More Animals Pass Through Frankfurt on Lufthansa than Humans

http://www.dreamstime.com/royalty-free-stock-photos-zebra-eating-image15693758Hoping for lounge access in Franfurt when you fly Lufthansa?

Just make sure you don’t accidentally end up in the animal lounge.

“The world’s most advanced animal station combines handling, animal coordination and veterinary services on 3,750 sq.m of space under one roof.

  • 42 large-animal stalls up to 28 sq.m in size
  • 39 small-animal pens
  • Special aviaries
  • 12 individually temperature-controllable climate chambers
  • Variable stalls
  • Room for all kinds of animals: from beehives to zebras, and from thoroughbred racehorses to giant elephants
  • Professional, species-appropriate handling and care
  • Areas for animal escorts to rest and wash
  • Round-the-clock video surveillance
  • Frankfurt Airport is an “airport of first entry” for importing animals to the European Union by air.”

 

My mother tipped me off on this because the anchor on the Today Show was talking about the lounge.  Since it was this morning’s program, that clip isn’t available online yet.  But this is what I was able to dig up.

From the Wall Street Journal:

There are snakes on planes, sure, plus pigs, cheetahs, lions and birds. Each year, more than 2,000 horses pass through and 15,000 dogs and cats have short stays in the building.

In fact, Frankfurt handles 110 million animals a year—almost twice the number of human passengers.

But here’s the kicker:

…though some 80 million of them are ornamental fish.

So my visions of tens upon millions of zebras and other large animals is probably off by a few tens of millions.

On the atmosphere in the lounge:

Walk into the lounge in Frankfurt and you may expect a cacophonous, smelly barn, but it is actually a quiet, largely odor-free warehouse. (It is cleaned twice a day.) The lounge has an area with black lights for veterinarians to examine fish, and an oxygen supply for the fish in case they need a refresher. On a recent visit, most animals in cages seem too startled to make a lot of noise. There is a quiet area reserved for cats so they don’t hear dogs barking and get more stressed.

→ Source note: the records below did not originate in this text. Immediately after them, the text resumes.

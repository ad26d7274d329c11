//! Route plugin registry for centralised decorator parsing and attribute stripping.
//!
//! Each `RoutePlugin` knows how to parse one family of attributes (e.g. `#[roles]`,
//! `#[intercept]`) and populate the shared `MethodDecorators` struct.  The static
//! `PLUGINS` array is the single source of truth: adding a new decorator only
//! requires implementing `RoutePlugin` and appending it here.

use crate::extract::route::{
    extract_guard_fns, extract_intercept_fns, extract_layer_exprs, extract_middleware_fns,
    extract_pre_guard_fns, extract_returns, extract_roles, extract_status, extract_transactional,
    is_route_attr, is_sse_attr, is_ws_attr, roles_guard_expr,
};
use crate::types::MethodDecorators;

/// A decorator plugin that can parse one or more attributes into `MethodDecorators`.
pub trait RoutePlugin: Sync {
    /// Attribute identifiers consumed by this plugin (e.g. `["roles"]`).
    fn attr_names(&self) -> &'static [&'static str];

    /// Parse matching attributes and populate `decorators`.
    fn parse(
        &self,
        attrs: &[syn::Attribute],
        decorators: &mut MethodDecorators,
    ) -> syn::Result<()>;
}

// ── Plugin implementations ───────────────────────────────────────────────

struct RolesPlugin;
impl RoutePlugin for RolesPlugin {
    fn attr_names(&self) -> &'static [&'static str] {
        &["roles"]
    }
    fn parse(
        &self,
        attrs: &[syn::Attribute],
        decorators: &mut MethodDecorators,
    ) -> syn::Result<()> {
        decorators.roles = extract_roles(attrs)?;
        // Inject the RolesGuard at the front of the guard list so it runs first.
        if let Some(roles_guard) = roles_guard_expr(&decorators.roles) {
            decorators.guard_fns.push(roles_guard);
        }
        Ok(())
    }
}

struct GuardPlugin;
impl RoutePlugin for GuardPlugin {
    fn attr_names(&self) -> &'static [&'static str] {
        &["guard"]
    }
    fn parse(
        &self,
        attrs: &[syn::Attribute],
        decorators: &mut MethodDecorators,
    ) -> syn::Result<()> {
        decorators.guard_fns.extend(extract_guard_fns(attrs)?);
        Ok(())
    }
}

struct PreGuardPlugin;
impl RoutePlugin for PreGuardPlugin {
    fn attr_names(&self) -> &'static [&'static str] {
        &["pre_guard"]
    }
    fn parse(
        &self,
        attrs: &[syn::Attribute],
        decorators: &mut MethodDecorators,
    ) -> syn::Result<()> {
        decorators
            .pre_auth_guard_fns
            .extend(extract_pre_guard_fns(attrs)?);
        Ok(())
    }
}

struct TransactionalPlugin;
impl RoutePlugin for TransactionalPlugin {
    fn attr_names(&self) -> &'static [&'static str] {
        &["transactional"]
    }
    fn parse(
        &self,
        attrs: &[syn::Attribute],
        decorators: &mut MethodDecorators,
    ) -> syn::Result<()> {
        decorators.transactional = extract_transactional(attrs)?;
        Ok(())
    }
}

struct InterceptPlugin;
impl RoutePlugin for InterceptPlugin {
    fn attr_names(&self) -> &'static [&'static str] {
        &["intercept"]
    }
    fn parse(
        &self,
        attrs: &[syn::Attribute],
        decorators: &mut MethodDecorators,
    ) -> syn::Result<()> {
        decorators.intercept_fns = extract_intercept_fns(attrs)?;
        Ok(())
    }
}

struct MiddlewarePlugin;
impl RoutePlugin for MiddlewarePlugin {
    fn attr_names(&self) -> &'static [&'static str] {
        &["middleware"]
    }
    fn parse(
        &self,
        attrs: &[syn::Attribute],
        decorators: &mut MethodDecorators,
    ) -> syn::Result<()> {
        decorators.middleware_fns = extract_middleware_fns(attrs)?;
        Ok(())
    }
}

struct LayerPlugin;
impl RoutePlugin for LayerPlugin {
    fn attr_names(&self) -> &'static [&'static str] {
        &["layer"]
    }
    fn parse(
        &self,
        attrs: &[syn::Attribute],
        decorators: &mut MethodDecorators,
    ) -> syn::Result<()> {
        decorators.layer_exprs = extract_layer_exprs(attrs)?;
        Ok(())
    }
}

struct StatusPlugin;
impl RoutePlugin for StatusPlugin {
    fn attr_names(&self) -> &'static [&'static str] {
        &["status"]
    }
    fn parse(
        &self,
        attrs: &[syn::Attribute],
        decorators: &mut MethodDecorators,
    ) -> syn::Result<()> {
        decorators.status_override = extract_status(attrs)?;
        Ok(())
    }
}

struct ReturnsPlugin;
impl RoutePlugin for ReturnsPlugin {
    fn attr_names(&self) -> &'static [&'static str] {
        &["returns"]
    }
    fn parse(
        &self,
        attrs: &[syn::Attribute],
        decorators: &mut MethodDecorators,
    ) -> syn::Result<()> {
        decorators.returns_type = extract_returns(attrs)?;
        Ok(())
    }
}

// ── Registry ─────────────────────────────────────────────────────────────

/// Ordered registry of all decorator plugins for HTTP/SSE/WS routes.
/// **Ordering matters**: `RolesPlugin` runs before `GuardPlugin` so the
/// generated `RolesGuard` is inserted at the front of `guard_fns`.
static HTTP_PLUGINS: &[&dyn RoutePlugin] = &[
    &RolesPlugin,
    &GuardPlugin,
    &PreGuardPlugin,
    &TransactionalPlugin,
    &InterceptPlugin,
    &MiddlewarePlugin,
    &LayerPlugin,
    &StatusPlugin,
    &ReturnsPlugin,
];

/// Parse all decorator attributes into a single `MethodDecorators`.
pub fn parse_decorators(attrs: &[syn::Attribute]) -> syn::Result<MethodDecorators> {
    let mut decorators = MethodDecorators::default();
    for plugin in HTTP_PLUGINS {
        plugin.parse(attrs, &mut decorators)?;
    }
    Ok(decorators)
}

/// Collect all attribute names consumed by plugins.
pub fn all_decorator_attr_names() -> Vec<&'static str> {
    HTTP_PLUGINS
        .iter()
        .flat_map(|p| p.attr_names().iter().copied())
        .collect()
}

/// Strip all known decorator + route-kind attributes from a method's attribute list.
/// This replaces the old `strip_route_attrs()` function.
pub fn strip_known_attrs(attrs: Vec<syn::Attribute>) -> Vec<syn::Attribute> {
    let decorator_names = all_decorator_attr_names();
    attrs
        .into_iter()
        .filter(|a| {
            !is_route_attr(a)
                && !is_sse_attr(a)
                && !is_ws_attr(a)
                && !decorator_names.iter().any(|name| a.path().is_ident(name))
        })
        .collect()
}
use r2e::prelude::*;
use serde::{Deserialize, Serialize};

use crate::state::AppState;

#[derive(Debug, Deserialize)]
pub struct ProfileQuery {
    #[serde(default)]
    pub verbose: bool,
}

#[derive(Debug, Serialize)]
pub struct ProfileEcho {
    pub pid: u64,
    pub verbose: bool,
    pub greeting: String,
}

#[derive(Controller)]
#[controller(path = "/profile", state = AppState)]
pub struct ProfileController {
    #[inject]
    greeting: String,
}

#[routes]
impl ProfileController {
    #[get("/{pid}")]
    async fn profile(&self, Path(pid): Path<u64>, Query(q): Query<ProfileQuery>) -> Json<ProfileEcho> {
        Json(ProfileEcho {
            pid,
            verbose: q.verbose,
            greeting: self.greeting.clone(),
        })
    }
}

And who is checking these animals?

The customers are as varied as their animals: Families relocating with their pets, breeders selling animals world-wide, pet-supply firms moving inventory. Zoo-animal relocations occur regularly. Race horses and polo ponies often, like their wealthy owners, fly on private transport planes rather than airline cargo.

Even though most of the animals are small, they do transport really large animals.

Business Insider spotted a rhino:

An African white rhinoceros peers through the bars of its Frankfurt compound, while across the floor a Madagascan chameleon inches around its vivarium and an Andean alpaca plucks hay from a bale. It’s not a scene from the city’s zoo butDeutsche Lufthansa’s Animal Lounge, a state-of-the-art complex at the center of the German airline’s plans to dominate one of the most specialized parts of the $66 billion air-cargo industry.

I’ve never heard people accuse Lufthansa of treating its passengers like cattle, but apparently sometimes it has to!